Кветуньский могильник известен по предварительной публикации [Артишевская 1963: 85—96]. Наряду с грунтовыми погребениями на нем имеются и курганные. В отношении тех и других многое остается неясным. Есть основания полагать, что не все комплексы Кветуни в действительности являлись погребальными. В некоторых случаях за грунтовые погребения Л. В. Артишевской приняты обычные хозяйственные ямы-погреба, о чем можно судить по их форме и по заполнению, в котором отсутствовали пережженные кости. Такой характер имели отдельные (?) ямы, обнаруженные под курганными насыпями [Горюнов 19816: 30—32]. Таким образом, материалы Кветуни нуждаются в тщательной источниковедческой проработке для выделения бесспорных погребальных комплексов IV—VI вв.
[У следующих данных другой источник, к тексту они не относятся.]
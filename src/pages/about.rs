use crate::app::Route;
use dioxus::prelude::*;

#[component]
pub fn About() -> Element {
    rsx! {
        div { class: "p-8 max-w-2xl mx-auto",
            h2 { class: "text-2xl font-semibold text-gray-800",
                "About UnitView"
            }
            p { class: "mt-2 text-gray-700",
                "A small client-side app built with Dioxus and Tailwind CSS."
            }
            Link {
                to: Route::Home {},
                class: "mt-4 inline-block px-4 py-2 bg-gray-600 text-white rounded hover:bg-gray-700",
                "Back Home"
            }
        }
    }
}
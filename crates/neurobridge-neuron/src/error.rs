// Copyright 2025 Neuraville Inc.
// SPDX-License-Identifier: Apache-2.0

//! Error types for the engine-state coordinator

use std::path::PathBuf;

use neurobridge_core::Gid;

use crate::engine::EngineError;

/// A connection request that cannot be wired.
///
/// Nothing is created in the engine when one of these is returned.
#[derive(Debug, Clone, PartialEq, thiserror::Error)]
pub enum ConnectionError {
    #[error("invalid source id {source_gid} (gid_counter={gid_counter})")]
    InvalidSource { source_gid: Gid, gid_counter: u32 },

    #[error("invalid target id {target}: {reason}")]
    InvalidTarget { target: Gid, reason: String },

    #[error("delay ({delay}) is too small (< {min_delay})")]
    DelayTooSmall { delay: f64, min_delay: f64 },
}

#[derive(Debug, thiserror::Error)]
pub enum SimulatorError {
    #[error(transparent)]
    Connection(#[from] ConnectionError),

    /// Some connection is shorter than the configured minimum delay while
    /// running on more than one process.
    #[error(
        "there are connections with delays ({local_minimum_delay}) shorter than the minimum delay ({min_delay})"
    )]
    MinDelayViolation {
        local_minimum_delay: f64,
        min_delay: f64,
    },

    #[error("gid {0} is already registered with the parallel context")]
    GidAlreadyRegistered(Gid),

    /// Every `u32` gid has been handed out
    #[error("gid space exhausted (gid_counter={gid_counter})")]
    GidOverflow { gid_counter: u32 },

    #[error("no output destination: pass a file or create the recorder with one")]
    NoOutputDestination,

    #[error("unknown recording variable '{0}' (expected 'spikes' or 'v')")]
    UnknownVariable(String),

    #[error("NEURON mechanisms not found in {}", .0.display())]
    MechanismsNotFound(PathBuf),

    #[error("engine error: {0}")]
    Engine(#[from] EngineError),

    #[error("I/O error: {0}")]
    Io(#[from] std::io::Error),

    #[error("gid {gid} has {times} sample times but {values} recorded values")]
    TraceLengthMismatch {
        gid: Gid,
        times: usize,
        values: usize,
    },

    #[error("recorded data has inconsistent shape: {0}")]
    Shape(#[from] ndarray::ShapeError),
}

/// Result type for coordinator operations
pub type Result<T> = std::result::Result<T, SimulatorError>;
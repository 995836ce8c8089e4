// Copyright 2025 Neuraville Inc.
// SPDX-License-Identifier: Apache-2.0

//! Configuration type definitions
//!
//! This module defines all configuration structs that map to sections in
//! `neurobridge.toml`.

use serde::{Deserialize, Serialize};
use std::path::PathBuf;

/// Root configuration structure
#[derive(Debug, Clone, Default, Deserialize, Serialize)]
#[serde(default)]
pub struct NeurobridgeConfig {
    pub simulation: SimulationConfig,
    pub nest: NestConfig,
    pub recording: RecordingConfig,
    pub logging: LoggingConfig,
}

/// Engine-state coordinator settings (times in ms)
#[derive(Debug, Clone, Deserialize, Serialize)]
#[serde(default)]
pub struct SimulationConfig {
    /// Smallest propagation delay the parallel scheduler guarantees correctness for
    pub min_delay: f64,
    /// Integration time step
    pub timestep: f64,
    /// Upper bound handed to the parallel context when computing the usable step
    pub max_step: f64,
    /// Spike times up to `t + spike_time_tolerance` count as recorded
    pub spike_time_tolerance: f64,
    /// Enable spike exchange compression in the parallel context
    pub spike_compression: bool,
    /// Directory containing compiled mechanisms (`hoc/<arch>/.libs/libnrnmech.so`)
    pub mechanisms_dir: Option<PathBuf>,
}

impl Default for SimulationConfig {
    fn default() -> Self {
        Self {
            min_delay: 0.1,
            timestep: 0.1,
            max_step: 10.0,
            spike_time_tolerance: 1e-9,
            spike_compression: true,
            mechanisms_dir: None,
        }
    }
}

/// 9ML -> NEST extension build settings
#[derive(Debug, Clone, Deserialize, Serialize)]
#[serde(default)]
pub struct NestConfig {
    /// Directory generated sources and build files are written to
    pub working_dir: PathBuf,
    /// Name of the extension module installed into the engine
    pub module_name: String,
    /// Code generator invocation; the build manifest path is appended as last argument
    pub generator_command: Vec<String>,
    /// Commands run in `working_dir` after generation, in order
    pub build_commands: Vec<Vec<String>>,
    /// External 9ML reduction tool (reads the model as JSON on stdin)
    pub reducer_command: Vec<String>,
}

impl Default for NestConfig {
    fn default() -> Self {
        Self {
            working_dir: PathBuf::from("nest_models"),
            module_name: "mymodule".to_string(),
            generator_command: vec!["nineml-nest-gen".to_string()],
            build_commands: vec![
                vec!["make".to_string()],
                vec!["make".to_string(), "install".to_string()],
            ],
            reducer_command: vec!["nineml-reduce".to_string()],
        }
    }
}

/// Recorder output settings
#[derive(Debug, Clone, Deserialize, Serialize)]
#[serde(default)]
pub struct RecordingConfig {
    /// Directory relative output paths are resolved against
    pub output_dir: Option<PathBuf>,
    /// Post-process written files into the standard header format
    pub compatible_output: bool,
}

impl Default for RecordingConfig {
    fn default() -> Self {
        Self {
            output_dir: None,
            compatible_output: true,
        }
    }
}

/// Log output format
#[derive(Debug, Clone, Copy, PartialEq, Eq, Deserialize, Serialize)]
#[serde(rename_all = "lowercase")]
pub enum LogFormat {
    Text,
    Json,
}

/// Logging configuration
#[derive(Debug, Clone, Deserialize, Serialize)]
#[serde(default)]
pub struct LoggingConfig {
    /// Default level (trace, debug, info, warn, error)
    pub level: String,
    pub format: LogFormat,
    /// Base directory for per-run log folders (file logging only)
    pub log_dir: Option<PathBuf>,
    pub retention_days: u64,
    pub retention_runs: usize,
}

impl Default for LoggingConfig {
    fn default() -> Self {
        Self {
            level: "info".to_string(),
            format: LogFormat::Text,
            log_dir: None,
            retention_days: 30,
            retention_runs: 10,
        }
    }
}
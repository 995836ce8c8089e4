// Copyright 2025 Neuraville Inc.
// SPDX-License-Identifier: Apache-2.0

//! Code generation, compilation and installation of native extensions.

use std::collections::BTreeMap;
use std::path::{Path, PathBuf};
use std::process::Command;

use serde::Serialize;
use tracing::{debug, info};

use crate::component::ReducedComponent;
use crate::error::{BuildError, Result};

/// Everything the generator needs to emit the native sources for one model.
#[derive(Debug, Clone, Serialize)]
pub struct ExtensionRequest<'a> {
    pub nest_classname: &'a str,
    pub module_name: &'a str,
    pub component: &'a ReducedComponent,
    pub synapse_ports: &'a [String],
    pub initial_regime: &'a str,
    pub default_parameters: &'a BTreeMap<String, f64>,
    pub default_initial_values: &'a BTreeMap<String, f64>,
}

/// Location of the generated sources
#[derive(Debug, Clone, PartialEq, Eq)]
pub struct GeneratedSources {
    pub working_dir: PathBuf,
    pub manifest: PathBuf,
}

/// Generates and compiles native sources
pub trait ExtensionToolchain {
    fn generate(&mut self, request: &ExtensionRequest<'_>) -> Result<GeneratedSources>;
    fn compile(&mut self, sources: &GeneratedSources) -> Result<()>;
}

/// Loads a compiled module into the running engine
pub trait ModuleInstaller {
    fn install(&mut self, module_name: &str) -> Result<()>;
}

/// Toolchain driven by external commands.
///
/// `generate` writes `<classname>.json` into the working directory and runs
/// the generator with that path appended. `compile` runs each build command
/// in the working directory.
#[derive(Debug, Clone)]
pub struct CommandToolchain {
    working_dir: PathBuf,
    generator_command: Vec<String>,
    build_commands: Vec<Vec<String>>,
}

impl CommandToolchain {
    pub fn new(
        working_dir: impl Into<PathBuf>,
        generator_command: Vec<String>,
        build_commands: Vec<Vec<String>>,
    ) -> Self {
        Self {
            working_dir: working_dir.into(),
            generator_command,
            build_commands,
        }
    }

    pub fn working_dir(&self) -> &Path {
        &self.working_dir
    }
}

impl ExtensionToolchain for CommandToolchain {
    fn generate(&mut self, request: &ExtensionRequest<'_>) -> Result<GeneratedSources> {
        std::fs::create_dir_all(&self.working_dir)?;

        let manifest = self
            .working_dir
            .join(format!("{}.json", request.nest_classname));
        std::fs::write(&manifest, serde_json::to_vec_pretty(request)?)?;
        debug!("[TOOLCHAIN] Wrote build manifest {}", manifest.display());

        run_step(
            "code generation",
            &self.generator_command,
            &self.working_dir,
            Some(&manifest),
        )?;

        Ok(GeneratedSources {
            working_dir: self.working_dir.clone(),
            manifest,
        })
    }

    fn compile(&mut self, sources: &GeneratedSources) -> Result<()> {
        for command in &self.build_commands {
            let step = command.join(" ");
            run_step(&step, command, &sources.working_dir, None)?;
        }
        info!(
            "[TOOLCHAIN] Compiled extension in {}",
            sources.working_dir.display()
        );
        Ok(())
    }
}

fn run_step(step: &str, command: &[String], dir: &Path, extra_arg: Option<&Path>) -> Result<()> {
    let Some((program, args)) = command.split_first() else {
        return Err(BuildError::Toolchain {
            step: step.to_string(),
            status: "not run".to_string(),
            stderr: "empty command".to_string(),
        });
    };

    debug!("[TOOLCHAIN] Running {} in {}", step, dir.display());

    let mut cmd = Command::new(program);
    cmd.args(args).current_dir(dir);
    if let Some(arg) = extra_arg {
        cmd.arg(arg);
    }

    let output = cmd.output()?;
    if !output.status.success() {
        return Err(BuildError::Toolchain {
            step: step.to_string(),
            status: output.status.to_string(),
            stderr: String::from_utf8_lossy(&output.stderr).trim().to_string(),
        });
    }
    Ok(())
}

#[cfg(all(test, unix))]
mod tests {
    use super::*;

    fn request_for<'a>(
        component: &'a ReducedComponent,
        empty: &'a BTreeMap<String, f64>,
    ) -> ExtensionRequest<'a> {
        ExtensionRequest {
            nest_classname: "iaf_2coba",
            module_name: "mymodule",
            component,
            synapse_ports: &[],
            initial_regime: "subthreshold",
            default_parameters: empty,
            default_initial_values: empty,
        }
    }

    fn sh(script: &str) -> Vec<String> {
        vec!["sh".to_string(), "-c".to_string(), script.to_string()]
    }

    #[test]
    fn test_generate_writes_manifest_and_runs_generator() {
        let dir = tempfile::tempdir().unwrap();
        let work = dir.path().join("build");
        let mut toolchain = CommandToolchain::new(
            &work,
            sh(r#"test -f "$0" && touch generated.cpp"#),
            vec![sh("touch module.so")],
        );

        let component = ReducedComponent::new("iaf_2coba");
        let empty = BTreeMap::new();
        let sources = toolchain.generate(&request_for(&component, &empty)).unwrap();

        assert_eq!(sources.manifest, work.join("iaf_2coba.json"));
        let manifest: serde_json::Value =
            serde_json::from_slice(&std::fs::read(&sources.manifest).unwrap()).unwrap();
        assert_eq!(manifest["initial_regime"], "subthreshold");
        assert!(work.join("generated.cpp").exists());

        toolchain.compile(&sources).unwrap();
        assert!(work.join("module.so").exists());
    }

    #[test]
    fn test_failing_build_step_reports_stderr() {
        let dir = tempfile::tempdir().unwrap();
        let mut toolchain = CommandToolchain::new(
            dir.path(),
            sh("true"),
            vec![sh("echo 'undefined reference' >&2; exit 3")],
        );

        let component = ReducedComponent::new("iaf_2coba");
        let empty = BTreeMap::new();
        let sources = toolchain.generate(&request_for(&component, &empty)).unwrap();

        match toolchain.compile(&sources) {
            Err(BuildError::Toolchain { stderr, .. }) => {
                assert!(stderr.contains("undefined reference"))
            }
            other => panic!("expected toolchain error, got {:?}", other),
        }
    }

    #[test]
    fn test_empty_generator_command() {
        let dir = tempfile::tempdir().unwrap();
        let mut toolchain = CommandToolchain::new(dir.path(), Vec::new(), Vec::new());
        let component = ReducedComponent::new("iaf_2coba");
        let empty = BTreeMap::new();
        assert!(matches!(
            toolchain.generate(&request_for(&component, &empty)),
            Err(BuildError::Toolchain { .. })
        ));
    }
}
Для понимания погребального обряда в Подесенье в V—VII вв. наиболее важен Усохский могильник с 18 погребениями, исследованный В. А. Падиным [Падин 1960: 317—318; 1974: 132—135]. В Юго-Восточной Белоруссии коло- чинской культуре принадлежат четыре бескурганных могильника, раскопанные Л. Д. Поболем и Э. А. Сымо- новичем — Тайманово, Новый Быхов и Нижняя Тощица. Два последних полно освещены в литературе [Поболь 1974: 159—180] Таймановский, самый большой— со 165 погребениями, известен лишь по суммарным описаниям, приведенным Л. Д. Поболем в ряде своих работ [Поболь 1974: 166].
Таким образом, для определения погребального обряда колочинской культуры фактически могут быть использованы материалы 6 могильников: трех исследованных в лесостепном Левобережье (Княжий, Лебяжье I, Картамышево II), двух деснинских (Усох, Смяч), трех известных в Юго-Восточной Белоруссии (Новый Быхов, Нижняя Тощица, Тайманово).
Наиболее типичным для колочинских могильников является расположение в пределах речных долин и на надпойменных террасах вблизи воды, т. е. в тех же топографических условиях, в которых находятся поселения этой культуры.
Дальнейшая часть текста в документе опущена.